Context Infection with Epstein-Barr virus (EBV) has been associated with an
increased risk of multiple sclerosis (MS), but the temporal relationship remains
Objective To determine whether antibodies to EBV are elevated before the onset
Design, Setting, and Participants Nested case-control study conducted among more than 3 million US military
personnel with blood samples collected between 1988 and 2000 and stored in
the Department of Defense Serum Repository. Cases were identified as individuals
granted temporary or permanent disability because of MS. For each case (n = 83),
2 controls matched by age, sex, race/ethnicity, and dates of blood sample
collection were selected.
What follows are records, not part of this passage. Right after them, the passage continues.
//! Sync engine
//!
//! Orchestrates one run: enumerate the remote tree, then hand the ordered
//! transfer units to the scheduler and collect a [`SyncReport`].

use crate::config::SyncConfig;
use crate::core::{
    SyncReport, TransferScheduler, TransferUnit, TreeWalker, UnitOutcome, UnitStatus, Walk,
};
use crate::error::Result;
use crate::fs::{BufferPool, LocalFs, StdFs, StreamCopier};
use crate::progress::ProgressReporter;
use crate::remote::{DirectoryRemote, EntryKind, RemoteFs};
use chrono::Utc;
use std::path::Path;
use std::sync::atomic::{AtomicBool, Ordering};
use std::sync::Arc;
use std::time::Instant;

/// Main sync engine
pub struct SyncEngine {
    /// Configuration
    config: SyncConfig,
    /// Progress reporter
    progress: Option<ProgressReporter>,
    /// Cancellation flag
    cancelled: Arc<AtomicBool>,
}

impl SyncEngine {
    /// Create a new sync engine
    pub fn new(config: SyncConfig) -> Self {
        Self {
            config,
            progress: None,
            cancelled: Arc::new(AtomicBool::new(false)),
        }
    }

    /// Set progress reporter
    pub fn with_progress(mut self, progress: ProgressReporter) -> Self {
        self.progress = Some(progress);
        self
    }

    /// Get cancellation flag for external control
    pub fn cancellation_flag(&self) -> Arc<AtomicBool> {
        Arc::clone(&self.cancelled)
    }

    /// Cancel the run; units not yet started are left alone
    pub fn cancel(&self) {
        self.cancelled.store(true, Ordering::SeqCst);
    }

    fn is_cancelled(&self) -> bool {
        self.cancelled.load(Ordering::SeqCst)
    }

    /// Configuration in use
    pub fn config(&self) -> &SyncConfig {
        &self.config
    }

    /// Execute the sync from `remote` into `local`.
    ///
    /// Only setup failures are returned as errors: an unreachable root or a
    /// worker pool that cannot start. Everything else lands in the report.
    pub fn execute<R: RemoteFs, L: LocalFs>(&self, remote: &R, local: &L) -> Result<SyncReport> {
        let started_at = Utc::now();
        let start_time = Instant::now();

        if let Some(progress) = &self.progress {
            progress.set_status("Enumerating remote tree...");
        }

        let walk = self.enumerate(remote)?;
        tracing::info!(
            "Enumerated {} entries under {} ({} unreadable)",
            walk.units.len(),
            self.config.source.display(),
            walk.failures.len()
        );

        let outcomes = if self.config.dry_run {
            planned(walk.units)
        } else {
            self.transfer(&walk, remote, local)?
        };

        let report = SyncReport {
            source: self.config.source.clone(),
            destination: self.config.destination.clone(),
            started_at,
            duration: start_time.elapsed(),
            outcomes,
            walk_failures: walk.failures,
            cancelled: self.is_cancelled(),
            dry_run: self.config.dry_run,
        };

        if let Some(progress) = &self.progress {
            let summary = progress.summary();
            tracing::info!(
                "Processed {}/{} entries, {:.1}% of {} bytes in {:.2?}",
                summary.files_copied,
                summary.total_files,
                summary.percentage(),
                summary.total_bytes,
                summary.elapsed
            );

            if report.is_success() {
                progress.finish_success("Sync complete");
            } else if report.cancelled {
                progress.finish_error("Sync cancelled");
            } else {
                progress.finish_error(&format!("{} failures", report.failure_count()));
            }
        }

        Ok(report)
    }

    fn enumerate<R: RemoteFs>(&self, remote: &R) -> Result<Walk> {
        let mut walk = Walk::default();

        for item in TreeWalker::new(remote, &self.config.source, &self.config.destination)? {
            if self.is_cancelled() {
                tracing::info!("Enumeration interrupted");
                break;
            }
            match item {
                Ok(unit) => walk.units.push(unit),
                Err(failure) => walk.failures.push(failure),
            }
        }

        Ok(walk)
    }

    fn transfer<R: RemoteFs, L: LocalFs>(&self, walk: &Walk, remote: &R, local: &L) -> Result<Vec<UnitOutcome>> {
        let threads = self.config.worker_threads();

        if let Some(progress) = &self.progress {
            let total_bytes = walk
                .units
                .iter()
                .filter(|u| u.kind == EntryKind::RegularFile)
                .map(|u| u.size)
                .sum();
            progress.set_total_files(walk.units.len() as u64);
            progress.set_total_bytes(total_bytes);
            progress.set_status("Transferring...");
        }

        let pool = Arc::new(BufferPool::for_workers(self.config.buffer_size, threads));
        let mut scheduler = TransferScheduler::new(StreamCopier::new(pool), threads)
            .with_cancellation(self.cancellation_flag());
        if let Some(progress) = &self.progress {
            scheduler = scheduler.with_progress(progress);
        }

        scheduler.run(&walk.units, remote, local)
    }
}

fn planned(units: Vec<TransferUnit>) -> Vec<UnitOutcome> {
    units
        .into_iter()
        .map(|unit| {
            let status = match unit.kind {
                EntryKind::Other => UnitStatus::Ignored,
                _ => UnitStatus::Planned,
            };
            UnitOutcome { unit, status }
        })
        .collect()
}

/// Sync a local directory tree with default settings
pub fn sync_directory(source: &Path, destination: &Path) -> Result<SyncReport> {
    let config = SyncConfig {
        source: source.to_path_buf(),
        destination: destination.to_path_buf(),
        ..Default::default()
    };

    SyncEngine::new(config).execute(&DirectoryRemote, &StdFs)
}

#[cfg(test)]
mod tests {
    use super::*;
    use crate::error::OwlError;
    use std::fs::File;
    use std::io::Write;
    use tempfile::TempDir;

    fn create_test_structure(dir: &Path) {
        std::fs::create_dir_all(dir.join("subdir1")).unwrap();
        std::fs::create_dir_all(dir.join("subdir2/nested")).unwrap();

        File::create(dir.join("tiny.txt")).unwrap()
            .write_all(b"tiny").unwrap();

        let mut small = File::create(dir.join("small.bin")).unwrap();
        small.write_all(&vec![0xABu8; 10 * 1024]).unwrap();

        let mut medium = File::create(dir.join("subdir1/medium.bin")).unwrap();
        medium.write_all(&vec![0xCDu8; 100 * 1024]).unwrap();

        File::create(dir.join("subdir2/nested/deep.txt")).unwrap()
            .write_all(b"deep file content").unwrap();
    }

    fn config(source: &Path, destination: &Path) -> SyncConfig {
        SyncConfig {
            source: source.to_path_buf(),
            destination: destination.to_path_buf(),
            ..Default::default()
        }
    }

    #[test]
    fn test_sync_directory() {
        let src = TempDir::new().unwrap();
        let dst = TempDir::new().unwrap();
        let root = src.path().join("tree");
        create_test_structure(&root);

        let report = sync_directory(&root, dst.path()).unwrap();

        assert!(report.is_success());
        assert_eq!(report.files_copied(), 4);
        assert_eq!(report.dirs_created(), 4);
        assert_eq!(report.bytes_copied(), 4 + 10 * 1024 + 100 * 1024 + 17);
        assert_eq!(
            std::fs::read(dst.path().join("tree/subdir2/nested/deep.txt")).unwrap(),
            b"deep file content"
        );
    }

    #[test]
    fn test_incremental_sync() {
        let src = TempDir::new().unwrap();
        let dst = TempDir::new().unwrap();
        let root = src.path().join("tree");
        create_test_structure(&root);

        let first = sync_directory(&root, dst.path()).unwrap();
        std::fs::write(root.join("subdir1/new.txt"), b"fresh").unwrap();
        let second = sync_directory(&root, dst.path()).unwrap();

        assert!(second.is_success());
        assert_eq!(second.files_copied(), 1);
        assert_eq!(second.files_skipped(), first.files_copied());
        assert_eq!(second.bytes_copied(), 5);
    }

    #[test]
    fn test_parallel_sync() {
        let src = TempDir::new().unwrap();
        let dst = TempDir::new().unwrap();
        let root = src.path().join("tree");
        create_test_structure(&root);

        let engine = SyncEngine::new(SyncConfig {
            threads: 4,
            ..config(&root, dst.path())
        })
        .with_progress(ProgressReporter::disabled());
        let report = engine.execute(&DirectoryRemote, &StdFs).unwrap();

        assert!(report.is_success());
        assert_eq!(report.files_copied(), 4);
    }

    #[test]
    fn test_single_file_root() {
        let src = TempDir::new().unwrap();
        let dst = TempDir::new().unwrap();
        let file = src.path().join("notes.txt");
        std::fs::write(&file, b"just one").unwrap();
        let target = dst.path().join("renamed.txt");

        let report = sync_directory(&file, &target).unwrap();

        assert!(report.is_success());
        assert_eq!(report.outcomes.len(), 1);
        assert_eq!(std::fs::read(&target).unwrap(), b"just one");
    }

    #[test]
    fn test_single_file_onto_existing_directory_fails() {
        let src = TempDir::new().unwrap();
        let dst = TempDir::new().unwrap();
        let file = src.path().join("notes.txt");
        std::fs::write(&file, b"just one").unwrap();

        let report = sync_directory(&file, dst.path()).unwrap();

        assert!(!report.is_success());
        assert_eq!(report.failure_count(), 1);
        assert_eq!(report.files_skipped(), 0);
        assert_eq!(std::fs::read_dir(dst.path()).unwrap().count(), 0);
    }

    #[test]
    fn test_local_directory_where_file_belongs_fails() {
        let src = TempDir::new().unwrap();
        let dst = TempDir::new().unwrap();
        let root = src.path().join("tree");
        create_test_structure(&root);
        std::fs::create_dir_all(dst.path().join("tree/tiny.txt")).unwrap();

        let report = sync_directory(&root, dst.path()).unwrap();

        assert!(!report.is_success());
        assert_eq!(report.files_skipped(), 0);
        assert_eq!(report.files_copied(), 3);
        let failed: Vec<_> = report.failures().map(|o| o.unit.remote_path.clone()).collect();
        assert_eq!(failed, vec![root.join("tiny.txt")]);
    }

    #[test]
    fn test_dry_run_touches_nothing() {
        let src = TempDir::new().unwrap();
        let dst = TempDir::new().unwrap();
        let root = src.path().join("tree");
        create_test_structure(&root);

        let engine = SyncEngine::new(SyncConfig {
            dry_run: true,
            ..config(&root, &dst.path().join("out"))
        });
        let report = engine.execute(&DirectoryRemote, &StdFs).unwrap();

        assert!(report.dry_run);
        assert_eq!(report.outcomes.len(), 8);
        assert!(report.outcomes.iter().all(|o| o.status == UnitStatus::Planned));
        assert!(!dst.path().join("out").exists());
    }

    #[test]
    fn test_missing_root_is_fatal() {
        let src = TempDir::new().unwrap();
        let dst = TempDir::new().unwrap();

        let result = sync_directory(&src.path().join("absent"), dst.path());
        assert!(matches!(result, Err(OwlError::NotFound(_))));
    }

    #[test]
    fn test_cancelled_before_start() {
        let src = TempDir::new().unwrap();
        let dst = TempDir::new().unwrap();
        let root = src.path().join("tree");
        create_test_structure(&root);

        let engine = SyncEngine::new(config(&root, dst.path()));
        engine.cancel();
        let report = engine.execute(&DirectoryRemote, &StdFs).unwrap();

        assert!(report.cancelled);
        assert!(!report.is_success());
        assert!(report
            .outcomes
            .iter()
            .all(|o| o.status == UnitStatus::NotAttempted));
        assert!(!dst.path().join("tree").exists());
    }
}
Serial samples collected before the onset of symptoms
were available for 69 matched case-control sets.
Main Outcome Measures Antibodies including IgA against EBV viral capsid antigen (VCA), and
IgG against VCA, nuclear antigens (EBNA complex, EBNA-1, and EBNA-2), diffuse
and restricted early antigens, and cytomegalovirus.
Results The average time between blood collection and MS onset was 4 years (range,
<1-11 years). The strongest predictors of MS were serum levels of IgG antibodies
to EBNA complex or EBNA-1. Among individuals who developed MS, serum antibody
titers to EBNA complex were similar to those of controls before the age of
20 years (geometric mean titers: cases = 245, controls = 265),
but 2- to 3-fold higher at age 25 years and older (cases = 684,
controls = 282; P<.001). The risk of
MS increased with these antibody titers; the relative risk (RR) in persons
with EBNA complex titers of at least 1280 compared with those with titers
less than 80 was 9.4 (95% confidence interval [CI], 2.5-35.4; P for trend <.001). In longitudinal analyses, a 4-fold increase
in anti-EBNA complex or anti–EBNA-1 titers during the follow-up was
associated with a 3-fold increase in MS risk (EBNA complex: RR , 3.0;
95% CI, 1.3-6.5; EBNA-1: RR, 3.0; 95% CI, 1.2-7.3). No association was
found between cytomegalovirus antibodies and MS.
Conclusion These results suggest an age-dependent relationship between EBV infection
and development of MS.
Elevations of levels of serum antibodies to Epstein-Barr virus (EBV)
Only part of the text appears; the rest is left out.